> **Task to complete**:
Nothing in the data may be altered; restate all of it exactly.

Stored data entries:
---+---
use thiserror::Error;

/// Core error types for chainward
#[derive(Debug, Error)]
pub enum Error {
    /// I/O operation failed
    #[error("I/O error: {0}")]
    Io(#[from] std::io::Error),

    /// JSON serialization/deserialization failed
    #[error("JSON error: {0}")]
    Serialization(#[from] serde_json::Error),

    /// iptables command execution failed
    #[error("iptables error: {message}")]
    Iptables {
        message: String,
        stderr: Option<String>,
        exit_code: Option<i32>,
    },

    /// Input validation failed
    #[error("Validation error in {field}: {message}")]
    Validation { field: String, message: String },

    /// Entry snapshot operation failed
    #[error("Snapshot error: {0}")]
    Snapshot(#[from] SnapshotError),

    /// Privilege escalation failed
    #[error("Elevation error: {0}")]
    Elevation(#[from] crate::elevation::ElevationError),

    /// One or more entries could not be re-appended after a chain flush
    #[error("Failed to repopulate chain after flush: {}", failed.join(", "))]
    Repopulate { failed: Vec<String> },

    /// Internal logic error
    #[error("Internal error: {0}")]
    Internal(String),
}

impl Error {
    pub(crate) fn validation(field: &str, message: impl Into<String>) -> Self {
        Self::Validation {
            field: field.to_string(),
            message: message.into(),
        }
    }
}

/// Entry snapshot errors
#[derive(Debug, Error)]
pub enum SnapshotError {
    #[error("Snapshot corrupted: invalid structure")]
    Corrupted,

    #[error("Snapshot checksum mismatch: expected {expected}, got {actual}")]
    ChecksumMismatch { expected: String, actual: String },

    #[error("Snapshot format version mismatch: found v{found}, expected v{expected}")]
    VersionMismatch { found: u32, expected: u32 },
}

/// Represents a translated error with helpful context
#[derive(Debug, Clone)]
pub struct ErrorTranslation {
    pub user_message: String,
    pub suggestions: Vec<String>,
}

impl ErrorTranslation {
    pub fn new(message: impl Into<String>) -> Self {
        Self {
            user_message: message.into(),
            suggestions: Vec::new(),
        }
    }

    pub fn with_suggestion(mut self, suggestion: impl Into<String>) -> Self {
        self.suggestions.push(suggestion.into());
        self
    }
}

/// Known iptables failure messages and their translations
pub struct IptablesErrorPattern;

impl IptablesErrorPattern {
    /// Matches an error message against known patterns and returns a user-friendly translation.
    pub fn match_error(msg: &str) -> ErrorTranslation {
        let lower = msg.to_lowercase();

        if lower.contains("permission denied")
            || lower.contains("operation not permitted")
            || lower.contains("you must be root")
        {
            return ErrorTranslation::new("Insufficient permissions to modify the chain")
                .with_suggestion("Run chainward as root or set \"elevation\" to sudo or run0")
                .with_suggestion("Check if CAP_NET_ADMIN capability is available");
        }

        // Missing binary
        if lower.contains("no such file") || lower.contains("command not found") {
            return ErrorTranslation::new("iptables is not installed or not found in PATH")
                .with_suggestion("Install iptables: sudo apt install iptables  (Debian/Ubuntu)")
                .with_suggestion("Or: sudo dnf install iptables-nft  (Fedora/RHEL)")
                .with_suggestion("Or set \"iptables_path\" in the configuration");
        }

        // Chain missing: iptables reports this the same way for chains and targets
        if lower.contains("no chain/target/match by that name")
            || (lower.contains("chain") && lower.contains("does not exist"))
        {
            return ErrorTranslation::new("Chain or jump target not found")
                .with_suggestion("Create the chain first: iptables -N <chain>")
                .with_suggestion("Check that the jump target is a built-in action or existing chain");
        }

        if lower.contains("xtables lock") || lower.contains("resource temporarily unavailable") {
            return ErrorTranslation::new("Another process is holding the xtables lock")
                .with_suggestion("Another firewall manager may be modifying the ruleset")
                .with_suggestion("Wait a moment and try again");
        }

        if lower.contains("host/network") && lower.contains("not found") {
            return ErrorTranslation::new("Invalid source address")
                .with_suggestion("Use proper IP format: 192.168.1.1 or 192.168.1.0/24")
                .with_suggestion("IPv6 addresses need a chain managed through ip6tables");
        }

        if lower.contains("can't initialize") || lower.contains("table does not exist") {
            return ErrorTranslation::new("Failed to initialize the iptables filter table")
                .with_suggestion("Check kernel modules: lsmod | grep ip_tables")
                .with_suggestion("Load the module: sudo modprobe ip_tables");
        }

        if lower.contains("bad argument") || lower.contains("unknown option") {
            return ErrorTranslation::new("iptables rejected the generated arguments")
                .with_suggestion("Check the key, interface and target values for typos");
        }

        // Generic fallback
        ErrorTranslation::new(format!("Firewall error: {msg}"))
            .with_suggestion("Check the detailed error message for more information")
            .with_suggestion("Verify iptables is working: sudo iptables -S")
    }
}

pub type Result<T> = std::result::Result<T, Error>;

#[cfg(test)]
mod tests {
    use super::*;

    #[test]
    fn test_iptables_missing_command() {
        let translation = IptablesErrorPattern::match_error("No such file or directory (os error 2)");
        assert!(translation.user_message.contains("not installed"));
        assert!(translation.suggestions.len() >= 3);
    }

    #[test]
    fn test_missing_chain() {
        let translation = IptablesErrorPattern::match_error(
            "iptables: No chain/target/match by that name.",
        );
        assert!(translation.user_message.contains("not found"));
        assert!(translation.suggestions.iter().any(|s| s.contains("-N")));
    }

    #[test]
    fn test_permission_error() {
        let translation = IptablesErrorPattern::match_error(
            "iptables v1.8.9 (nf_tables): Could not fetch rule set generation id: Permission denied (you must be root)",
        );
        assert!(translation.user_message.contains("permissions"));
        assert!(translation.suggestions.iter().any(|s| s.contains("sudo")));
    }

    #[test]
    fn test_xtables_lock() {
        let translation = IptablesErrorPattern::match_error(
            "Another app is currently holding the xtables lock. Perhaps you want to use the -w option?",
        );
        assert!(translation.user_message.contains("lock"));
    }

    #[test]
    fn test_generic_fallback_keeps_message() {
        let translation = IptablesErrorPattern::match_error("something odd happened");
        assert!(translation.user_message.contains("something odd happened"));
    }

    #[test]
    fn test_repopulate_message_lists_keys() {
        let err = Error::Repopulate {
            failed: vec!["10.0.0.1".into(), "10.0.0.2".into()],
        };
        let msg = err.to_string();
        assert!(msg.contains("10.0.0.1, 10.0.0.2"));
    }
}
---+---
> **Result for this task**:
use thiserror::Error;

/// Core error types for chainward
#[derive(Debug, Error)]
pub enum Error {
    /// I/O operation failed
    #[error("I/O error: {0}")]
    Io(#[from] std::io::Error),

    /// JSON serialization/deserialization failed
    #[error("JSON error: {0}")]
    Serialization(#[from] serde_json::Error),

    /// iptables command execution failed
    #[error("iptables error: {message}")]
    Iptables {
        message: String,
        stderr: Option<String>,
        exit_code: Option<i32>,
    },

    /// Input validation failed
    #[error("Validation error in {field}: {message}")]
    Validation { field: String, message: String },

    /// Entry snapshot operation failed
    #[error("Snapshot error: {0}")]
    Snapshot(#[from] SnapshotError),

    /// Privilege escalation failed
    #[error("Elevation error: {0}")]
    Elevation(#[from] crate::elevation::ElevationError),

    /// One or more entries could not be re-appended after a chain flush
    #[error("Failed to repopulate chain after flush: {}", failed.join(", "))]
    Repopulate { failed: Vec<String> },

    /// Internal logic error
    #[error("Internal error: {0}")]
    Internal(String),
}

impl Error {
    pub(crate) fn validation(field: &str, message: impl Into<String>) -> Self {
        Self::Validation {
            field: field.to_string(),
            message: message.into(),
        }
    }
}

/// Entry snapshot errors
#[derive(Debug, Error)]
pub enum SnapshotError {
    #[error("Snapshot corrupted: invalid structure")]
    Corrupted,

    #[error("Snapshot checksum mismatch: expected {expected}, got {actual}")]
    ChecksumMismatch { expected: String, actual: String },

    #[error("Snapshot format version mismatch: found v{found}, expected v{expected}")]
    VersionMismatch { found: u32, expected: u32 },
}

/// Represents a translated error with helpful context
#[derive(Debug, Clone)]
pub struct ErrorTranslation {
    pub user_message: String,
    pub suggestions: Vec<String>,
}

impl ErrorTranslation {
    pub fn new(message: impl Into<String>) -> Self {
        Self {
            user_message: message.into(),
            suggestions: Vec::new(),
        }
    }

    pub fn with_suggestion(mut self, suggestion: impl Into<String>) -> Self {
        self.suggestions.push(suggestion.into());
        self
    }
}

/// Known iptables failure messages and their translations
pub struct IptablesErrorPattern;

impl IptablesErrorPattern {
    /// Matches an error message against known patterns and returns a user-friendly translation.
    pub fn match_error(msg: &str) -> ErrorTranslation {
        let lower = msg.to_lowercase();

        if lower.contains("permission denied")
            || lower.contains("operation not permitted")
            || lower.contains("you must be root")
        {
            return ErrorTranslation::new("Insufficient permissions to modify the chain")
                .with_suggestion("Run chainward as root or set \"elevation\" to sudo or run0")
                .with_suggestion("Check if CAP_NET_ADMIN capability is available");
        }

        // Missing binary
        if lower.contains("no such file") || lower.contains("command not found") {
            return ErrorTranslation::new("iptables is not installed or not found in PATH")
                .with_suggestion("Install iptables: sudo apt install iptables  (Debian/Ubuntu)")
                .with_suggestion("Or: sudo dnf install iptables-nft  (Fedora/RHEL)")
                .with_suggestion("Or set \"iptables_path\" in the configuration");
        }

        // Chain missing: iptables reports this the same way for chains and targets
        if lower.contains("no chain/target/match by that name")
            || (lower.contains("chain") && lower.contains("does not exist"))
        {
            return ErrorTranslation::new("Chain or jump target not found")
                .with_suggestion("Create the chain first: iptables -N <chain>")
                .with_suggestion("Check that the jump target is a built-in action or existing chain");
        }

        if lower.contains("xtables lock") || lower.contains("resource temporarily unavailable") {
            return ErrorTranslation::new("Another process is holding the xtables lock")
                .with_suggestion("Another firewall manager may be modifying the ruleset")
                .with_suggestion("Wait a moment and try again");
        }

        if lower.contains("host/network") && lower.contains("not found") {
            return ErrorTranslation::new("Invalid source address")
                .with_suggestion("Use proper IP format: 192.168.1.1 or 192.168.1.0/24")
                .with_suggestion("IPv6 addresses need a chain managed through ip6tables");
        }

        if lower.contains("can't initialize") || lower.contains("table does not exist") {
            return ErrorTranslation::new("Failed to initialize the iptables filter table")
                .with_suggestion("Check kernel modules: lsmod | grep ip_tables")
                .with_suggestion("Load the module: sudo modprobe ip_tables");
        }

        if lower.contains("bad argument") || lower.contains("unknown option") {
            return ErrorTranslation::new("iptables rejected the generated arguments")
                .with_suggestion("Check the key, interface and target values for typos");
        }

        // Generic fallback
        ErrorTranslation::new(format!("Firewall error: {msg}"))
            .with_suggestion("Check the detailed error message for more information")
            .with_suggestion("Verify iptables is working: sudo iptables -S")
    }
}

pub type Result<T> = std::result::Result<T, Error>;

#[cfg(test)]
mod tests {
    use super::*;

    #[test]
    fn test_iptables_missing_command() {
        let translation = IptablesErrorPattern::match_error("No such file or directory (os error 2)");
        assert!(translation.user_message.contains("not installed"));
        assert!(translation.suggestions.len() >= 3);
    }

    #[test]
    fn test_missing_chain() {
        let translation = IptablesErrorPattern::match_error(
            "iptables: No chain/target/match by that name.",
        );
        assert!(translation.user_message.contains("not found"));
        assert!(translation.suggestions.iter().any(|s| s.contains("-N")));
    }

    #[test]
    fn test_permission_error() {
        let translation = IptablesErrorPattern::match_error(
            "iptables v1.8.9 (nf_tables): Could not fetch rule set generation id: Permission denied (you must be root)",
        );
        assert!(translation.user_message.contains("permissions"));
        assert!(translation.suggestions.iter().any(|s| s.contains("sudo")));
    }

    #[test]
    fn test_xtables_lock() {
        let translation = IptablesErrorPattern::match_error(
            "Another app is currently holding the xtables lock. Perhaps you want to use the -w option?",
        );
        assert!(translation.user_message.contains("lock"));
    }

    #[test]
    fn test_generic_fallback_keeps_message() {
        let translation = IptablesErrorPattern::match_error("something odd happened");
        assert!(translation.user_message.contains("something odd happened"));
    }

    #[test]
    fn test_repopulate_message_lists_keys() {
        let err = Error::Repopulate {
            failed: vec!["10.0.0.1".into(), "10.0.0.2".into()],
        };
        let msg = err.to_string();
        assert!(msg.contains("10.0.0.1, 10.0.0.2"));
    }
}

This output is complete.